I was a first-year law student in 1956-57, part of an entering class that included 9 women among some 500 men. Few of us then had an acute sense something was amiss in the resemblance, the sameness our classmates displayed. But we did wonder why women's small numbers in law school had not increased-indeed, had gone down since 1950. Could it be discrimination, a restrictive quota system? We asked one of our best friends on the faculty. Certainly not, he assured us. In selecting from the large, gray middle of the application pile, the law school gave weight, he said, to anything strange, unusual, singular about an applicant. Using that criterion, a bull fiddle player gained a plus, so did a woman.

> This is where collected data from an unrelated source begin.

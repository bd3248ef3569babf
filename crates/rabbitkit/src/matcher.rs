//! Resource matcher: binds desired queues to discovered ones.
//!
//! Matching is exact string equality on the `name@vhost` identifier, so the
//! broker is queried once per pass rather than once per desired queue.

use crate::error::Result;
use crate::identity::{QueueId, SEPARATOR};
use crate::types::{DesiredQueue, Existence, PropertyDrift, QueueRecord};
use std::collections::HashMap;

/// Discovered broker state for one reconciliation pass.
#[derive(Debug, Clone, Default)]
pub struct Snapshot {
    records: Vec<QueueRecord>,
}

impl Snapshot {
    pub fn new(records: Vec<QueueRecord>) -> Self {
        Self { records }
    }

    pub fn records(&self) -> &[QueueRecord] {
        &self.records
    }

    pub fn len(&self) -> usize {
        self.records.len()
    }

    pub fn is_empty(&self) -> bool {
        self.records.is_empty()
    }

    /// Index records by identifier.
    pub fn index(&self) -> HashMap<String, &QueueRecord> {
        self.records.iter().map(|r| (r.identifier(), r)).collect()
    }

    /// Find the record with exactly this identifier.
    pub fn find(&self, identifier: &str) -> Option<&QueueRecord> {
        self.records.iter().find(|r| r.identifier() == identifier)
    }
}

/// A desired queue together with what the broker reported for it.
#[derive(Debug, Clone)]
pub struct QueueBinding {
    pub desired: DesiredQueue,
    pub id: QueueId,
    pub observed: Option<QueueRecord>,
    /// Observed existence; only the transition engine changes it
    pub existence: Existence,
}

impl QueueBinding {
    /// Bind a desired queue to its match, if any.
    pub fn new(desired: DesiredQueue, id: QueueId, observed: Option<QueueRecord>) -> Self {
        let existence = observed
            .as_ref()
            .map_or(Existence::Absent, |r| r.existence);
        Self {
            desired,
            id,
            observed,
            existence,
        }
    }

    pub fn identifier(&self) -> String {
        self.id.identifier()
    }

    /// Whether observed existence already matches the desired one.
    pub fn is_converged(&self) -> bool {
        self.existence == self.desired.ensure.existence()
    }

    /// Property drift of a present queue; empty when absent.
    pub fn drift(&self) -> Vec<PropertyDrift> {
        match &self.observed {
            Some(record) if self.existence == Existence::Present => record.drift(&self.desired),
            _ => Vec::new(),
        }
    }
}

/// Bind every desired queue against the snapshot.
///
/// A full identifier is first matched verbatim, so a discovered queue whose
/// name contains `@` binds to its own identifier. Bare names and vhost
/// overrides match on the resolved identity. A desired identifier that
/// cannot be resolved is an error; unmatched queues are bound as absent.
pub fn bind(
    snapshot: &Snapshot,
    desired: Vec<DesiredQueue>,
    default_vhost: &str,
) -> Result<Vec<QueueBinding>> {
    let index = snapshot.index();

    desired
        .into_iter()
        .map(|queue| {
            let verbatim = match queue.vhost {
                None if queue.name.contains(SEPARATOR) => index.get(queue.name.as_str()),
                _ => None,
            };
            if let Some(record) = verbatim {
                let observed = (*record).clone();
                return Ok(QueueBinding::new(queue, observed.id(), Some(observed)));
            }

            let id = QueueId::parse(&queue.name, queue.vhost.as_deref(), default_vhost)?;
            let observed = index.get(&id.identifier()).map(|r| (*r).clone());
            Ok(QueueBinding::new(queue, id, observed))
        })
        .collect()
}
//! Apply context and callback traits
//!
//! These traits allow the declarative crate to be used without
//! depending on a specific UI for progress or confirmation.

use crate::types::ApplyResult;
use anyhow::Result;

/// Progress callback for execution operations
pub trait ProgressCallback {
    /// Called once before the first resource is applied
    fn on_batch_start(&mut self, count: usize);

    /// Called when starting to apply a single resource
    fn on_resource_start(&mut self, id: &str, description: &str);

    /// Called when a resource application completes
    fn on_resource_complete(&mut self, id: &str, result: &ApplyResult);

    /// Called after the last resource
    fn on_batch_complete(&mut self);
}

/// Confirmation callback for user interaction
pub trait ConfirmCallback {
    /// Ask the user to confirm an action
    ///
    /// # Returns
    /// `true` if the user confirmed, `false` otherwise
    fn confirm(&mut self, prompt: &str) -> Result<bool>;
}

/// No-op progress callback
pub struct NoProgress;

impl ProgressCallback for NoProgress {
    fn on_batch_start(&mut self, _count: usize) {}
    fn on_resource_start(&mut self, _id: &str, _description: &str) {}
    fn on_resource_complete(&mut self, _id: &str, _result: &ApplyResult) {}
    fn on_batch_complete(&mut self) {}
}

/// Auto-confirm callback (always returns true)
pub struct AutoConfirm;

impl ConfirmCallback for AutoConfirm {
    fn confirm(&mut self, _prompt: &str) -> Result<bool> {
        Ok(true)
    }
}

/// Auto-decline callback (always returns false)
pub struct AutoDecline;

impl ConfirmCallback for AutoDecline {
    fn confirm(&mut self, _prompt: &str) -> Result<bool> {
        Ok(false)
    }
}

/// Context passed to resource apply operations
#[derive(Debug, Clone, Copy, Default)]
pub struct ApplyContext {
    /// Whether this is a dry run (no actual changes)
    pub dry_run: bool,
}

impl ApplyContext {
    /// Create a new apply context
    pub fn new(dry_run: bool) -> Self {
        Self { dry_run }
    }
}
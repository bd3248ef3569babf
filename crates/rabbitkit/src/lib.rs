//! # rabbitkit
//!
//! Discover and converge RabbitMQ queues through the broker's own CLI tools.
//!
//! This crate provides functionality for:
//! - Decoding the `arguments` column of `rabbitmqctl list_queues`
//! - Listing vhosts and queues into typed records
//! - Matching desired queues to discovered ones by `name@vhost`
//! - Declaring and deleting queues with `rabbitmqadmin`, idempotently
//!
//! ## Example
//!
//! ```no_run
//! use rabbitkit::{Client, DesiredQueue};
//!
//! let client = Client::new();
//! let snapshot = client.discover().expect("discovery failed");
//!
//! let desired = vec![DesiredQueue::new("orders@/prod").with_durable(true)];
//! let mut bindings = client.bind(&snapshot, desired).expect("bad identifier");
//!
//! for binding in &mut bindings {
//!     let transition = client.converge(binding).expect("transition failed");
//!     println!("{}: {transition}", binding.id);
//! }
//! ```

#![warn(clippy::all)]

pub mod arguments;
pub mod backend;
pub mod error;
pub mod identity;
pub mod inventory;
pub mod matcher;
pub mod transition;
pub mod types;

pub use arguments::{Arguments, decode_arguments, encode_arguments};
pub use error::{Error, ErrorCategory, Result};
pub use identity::{QueueId, SEPARATOR};
pub use matcher::{QueueBinding, Snapshot, bind};
pub use transition::{Transition, TransitionEngine, plan};
pub use types::{
    AdminSettings, DecodePolicy, DesiredQueue, Ensure, Existence, PropertyDrift, QueueRecord,
    ToolPaths,
};

use backend::CommandInvoker;
use inventory::Inventory;
use std::sync::Arc;

/// High-level client for one broker.
///
/// The client holds the invoker and settings for a whole process and
/// exposes the discover -> bind -> converge steps of a pass.
#[derive(Clone)]
pub struct Client {
    invoker: Arc<dyn CommandInvoker>,
    tools: ToolPaths,
    admin: AdminSettings,
}

impl Client {
    /// Create a client that runs the real tools with default settings.
    pub fn new() -> Self {
        Self::with_settings(ToolPaths::default(), AdminSettings::default())
    }

    /// Create a client that runs the real tools with the given settings.
    pub fn with_settings(tools: ToolPaths, admin: AdminSettings) -> Self {
        let invoker = backend::process::ProcessInvoker::new().env("HOME", &tools.home);
        Self::with_invoker(Arc::new(invoker), tools, admin)
    }

    /// Create a client with a custom invoker (useful for testing).
    pub fn with_invoker(
        invoker: Arc<dyn CommandInvoker>,
        tools: ToolPaths,
        admin: AdminSettings,
    ) -> Self {
        Self {
            invoker,
            tools,
            admin,
        }
    }

    pub fn tools(&self) -> &ToolPaths {
        &self.tools
    }

    pub fn admin(&self) -> &AdminSettings {
        &self.admin
    }

    fn inventory(&self) -> Inventory<'_> {
        Inventory::new(
            self.invoker.as_ref(),
            &self.tools,
            self.admin.on_decode_error,
        )
    }

    // =========================================================================
    // Discovery
    // =========================================================================

    /// List virtual hosts.
    pub fn list_virtual_hosts(&self) -> Result<Vec<String>> {
        self.inventory().list_virtual_hosts()
    }

    /// List the queues of one virtual host.
    pub fn list_queues(&self, vhost: &str) -> Result<Vec<QueueRecord>> {
        self.inventory().list_queues(vhost)
    }

    /// Discover every queue in every vhost.
    pub fn discover(&self) -> Result<Snapshot> {
        self.inventory().discover()
    }

    // =========================================================================
    // Matching and transitions
    // =========================================================================

    /// Bind desired queues to the snapshot.
    pub fn bind(
        &self,
        snapshot: &Snapshot,
        desired: Vec<DesiredQueue>,
    ) -> Result<Vec<QueueBinding>> {
        matcher::bind(snapshot, desired, &self.admin.default_vhost)
    }

    /// A transition engine sharing this client's invoker and settings.
    pub fn engine(&self) -> TransitionEngine {
        TransitionEngine::new(
            Arc::clone(&self.invoker),
            self.tools.clone(),
            self.admin.clone(),
        )
    }

    /// Converge one binding.
    pub fn converge(&self, binding: &mut QueueBinding) -> Result<Transition> {
        self.engine().converge(binding)
    }
}

impl Default for Client {
    fn default() -> Self {
        Self::new()
    }
}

Several times in the 70s, I recalled that response-there's something strange or singular about women in law. It came to mind in 1971 when Professor Philip Kurland, an eminent constitutional law scholar, wrote in the Harvard Civil Rights-Civil Liberties Law Review, questioning the need for the ERA.(fn1) Constitutional amendments may be necessary to protect minorities or the unenfranchised, he said. But women are not a minority. They have had the vote for more than a half century; they outnumber men in our society.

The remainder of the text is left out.